Jin Jin Was The Villain All Along
While the revelation that Jin Jin had sold the other girls out was a deception, the ending of The Resurrected confirms that she was more sinister than anyone else seemed to realise. She was openly conspiring with Yang to unseat Kai and take over the entire operation herself. The season even ends with her opening her eyes, framed in an unambiguously sinister way. Who’s the real winner here?
The cruel thing is that this development completely undermines Hui-chun and Ching’s entire quest, certainly the former. Their desires were rooted in revenge for innocent lives lost, for young girls – their young girls – being exploited. The idea that Jin Jin was complicit on some level, that all this has been done in her name despite her having been cut from the same cloth, completely undermines Hui-chun’s sacrifices.
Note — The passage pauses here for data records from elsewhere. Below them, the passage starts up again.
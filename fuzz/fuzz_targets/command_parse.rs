//! Fuzz target for inbound command parsing.
//!
//! Anything can land on the command topic; parsing must never panic.

#![no_main]

use bluehub::commands::Command;
use libfuzzer_sys::fuzz_target;

fuzz_target!(|data: &[u8]| {
    let _ = serde_json::from_slice::<Command>(data);
});
//! Daemon wiring and lifecycle.
//!
//! Startup order matters: the root object-manager watch goes up before
//! any device is registered so an InterfacesAdded racing the first add
//! is not lost, then the configured devices are added, an initial link
//! pass runs in the background, and the MQTT transport takes over until
//! Ctrl-C.

use thiserror::Error;
use tokio::task::JoinHandle;
use tracing::{debug, error, info, warn};

use crate::bus::BusError;
use crate::config::{Config, ConfigError};
use crate::device;
use crate::events;
use crate::link;
use crate::mqtt;
use crate::signals;
use crate::system::System;

#[derive(Error, Debug)]
pub enum DaemonError {
    #[error("bus error: {0}")]
    Bus(#[from] BusError),

    #[error("config error: {0}")]
    Config(#[from] ConfigError),
}

/// Run the daemon until a shutdown signal arrives.
pub async fn run(config: Config) -> Result<(), DaemonError> {
    let (events, events_rx) = events::channel();
    let system = System::connect(&config, events).await?;

    let root_watch = signals::run_root_watch(&system).await?;

    for mac in &config.devices {
        device::add_device(&system, mac).await;
    }
    info!("{} devices registered from config", system.registry.len());

    let link_task: JoinHandle<()> = {
        let system = system.clone();
        let max_scan = config.scan.duration();
        tokio::spawn(async move {
            if let Err(err) = link::link_devices(&system, max_scan).await {
                warn!("initial link pass failed: {err}");
            }
        })
    };

    let mqtt_task = tokio::spawn(mqtt::run(system.clone(), events_rx, config.mqtt.clone()));

    info!("bluehub running");
    if let Err(err) = tokio::signal::ctrl_c().await {
        error!("failed to listen for shutdown signal: {err}");
    }

    info!("shutting down");
    mqtt_task.abort();
    link_task.abort();
    root_watch.abort();

    // A scan interrupted mid-flight leaves discovery on; turn it off
    // best-effort before the connection goes away.
    match system.bus.adapter(&system.adapter_path).await {
        Ok(adapter) => {
            if let Err(err) = system
                .bus
                .call("StopDiscovery", adapter.stop_discovery())
                .await
            {
                debug!("shutdown StopDiscovery: {err}");
            }
        }
        Err(err) => debug!("shutdown: no adapter proxy: {err}"),
    }

    // Dropping the system tears down the registry and with it every
    // per-device watch task.
    drop(system);
    Ok(())
}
This is what I meant about how miserable the climax really is. The point of revenge stories is always that revenge is ultimately hollow; that an eye for an eye leaves the whole world blind, and all of that. But the idea of revenge on false pretences, of so much suffering to avenge someone who was undeserving of it, is more awful still. And it’s only really the audience who know that truth and have to live with it. Thanks for watching.